2.2.1 Discussion of variables Future mean daily maximum, mean and minimum temperatures for each decade are

available at a 25 km grid resolution across the UK. It is important to note that the

temperature information given is a temporal mean of the variable, for example the

maximum temperature data available is the mean of daily maximum temperatures across

the 30 year period at a location, and therefore individual days with extreme maximum

temperatures will not be captured using this information. Different sources of information

are available to consider how future temperatures could change, but in this assessment

UKCP09 probabilistic information is used. For a full assessment which may capture more

of the individual peaks a combination of information would be necessary. In particular to

explore extreme events regional climate model data would be more appropriate but is

outside the scope of this project. However, a more complete representation of the known

uncertainties is captured by the probabilistic information given here than use of the

regional climate model data alone would give and therefore the projections are still of

value to help understand future temperature extremes.

Given that extremes of temperature are of greatest interest here we have selected

information about the annual mean, minimum and maximum across the 2020s and 2030s.

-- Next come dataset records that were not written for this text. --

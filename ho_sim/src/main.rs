//! Monte Carlo estimator for flush and pair frequencies.
//!
//! Deals repeated Texas Hold'em hands and reports how often at least one
//! player's seven cards hold a flush or a pair.

use anyhow::{Context, Result};
use log::info;
use pico_args::Arguments;
use rand::{SeedableRng, rngs::StdRng};

use holdem_odds::{PokerTable, SimConfig, Simulation};

const HELP: &str = "\
Estimate flush and pair frequencies over simulated Texas Hold'em deals

USAGE:
  ho_sim [OPTIONS]

OPTIONS:
  --trials     N           Number of deals to simulate  [default: env SIM_TRIALS or 100000]
  --players    N           Players at the table (1-22)  [default: env SIM_PLAYERS or 2]
  --seed       N           RNG seed for a reproducible run  [default: env SIM_SEED or entropy]

FLAGS:
  --show-table             Deal a single table and print it instead of simulating
  --json                   Print the report as JSON
  -v, --verbose            Log progress (overridden by RUST_LOG)
  -h, --help               Print help information

ENVIRONMENT:
  SIM_TRIALS               Number of deals
  SIM_PLAYERS              Players per deal
  SIM_SEED                 RNG seed
  RUST_LOG                 Log filter (e.g., debug)
";

struct Args {
    trials: Option<usize>,
    players: Option<usize>,
    seed: Option<u64>,
    show_table: bool,
    json: bool,
    verbose: bool,
}

fn main() -> Result<()> {
    // Load .env file if it exists
    let _ = dotenvy::dotenv();

    let mut pargs = Arguments::from_env();

    // Help has a higher priority and should be handled separately.
    if pargs.contains(["-h", "--help"]) {
        print!("{HELP}");
        std::process::exit(0);
    }

    let args = Args {
        trials: pargs
            .opt_value_from_str("--trials")
            .context("--trials expects a positive integer")?,
        players: pargs
            .opt_value_from_str("--players")
            .context("--players expects a positive integer")?,
        seed: pargs
            .opt_value_from_str("--seed")
            .context("--seed expects an unsigned 64-bit integer")?,
        show_table: pargs.contains("--show-table"),
        json: pargs.contains("--json"),
        verbose: pargs.contains(["-v", "--verbose"]),
    };

    let remaining = pargs.finish();
    if !remaining.is_empty() {
        anyhow::bail!("unexpected arguments: {remaining:?}\n\n{HELP}");
    }

    let default_level = if args.verbose { "debug" } else { "warn" };
    env_logger::Builder::from_env(env_logger::Env::default().default_filter_or(default_level))
        .format_target(false)
        .init();

    let config = SimConfig::from_env(args.trials, args.players, args.seed)
        .context("Failed to load simulation config")?;
    config.validate().context("Invalid simulation config")?;

    if args.show_table {
        show_table(&config)
    } else {
        simulate(config, args.json)
    }
}

/// Deals one table and prints players, board, burns, and the leftover deck.
fn show_table(config: &SimConfig) -> Result<()> {
    let mut rng = match config.rng_seed {
        Some(seed) => StdRng::seed_from_u64(seed),
        None => StdRng::from_os_rng(),
    };
    let table = PokerTable::new(config.players, &mut rng)
        .with_context(|| format!("Failed to deal a table for {} players", config.players))?;
    println!("{table}");
    Ok(())
}

fn simulate(config: SimConfig, json: bool) -> Result<()> {
    let mut sim = Simulation::new(config).context("Failed to set up simulation")?;
    let report = sim.run().context("Simulation failed")?;
    info!(
        "Flush hits {}/{}, pair hits {}/{}",
        report.flush_hits, report.trials, report.pair_hits, report.trials
    );

    if json {
        println!(
            "{}",
            serde_json::to_string_pretty(&report).context("Failed to encode report")?
        );
    } else {
        println!("{report}");
    }
    Ok(())
}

We have then considered the mean daily temperature and the mean daily maximum

temperature for the summer months (June, July, August) for both decades (see Appendix

2 for maximum temperatures in other months), and also mean daily temperature and the

mean daily minimum temperature for the winter months (December, January, February)

for both decades (see Appendix 3 for minimum temperatures in other months).

Further to this, plots are included of the change in maximum temperature of the warmest

day in summer (this can be thought of as the change in the extreme value of the season,

although strictly we have used the 99th percentile of the daily distribution of maximum

temperature over the 30 year period) and the change in the minimum temperature of the

coolest day in winter (again the change in the extreme value of the season, or the 99th

percentile of the daily distribution of minimum temperature over the 30 year period). This

should allow for the seasonal variations to be captured and will give an indication of the

range of temperatures we might expect in the future.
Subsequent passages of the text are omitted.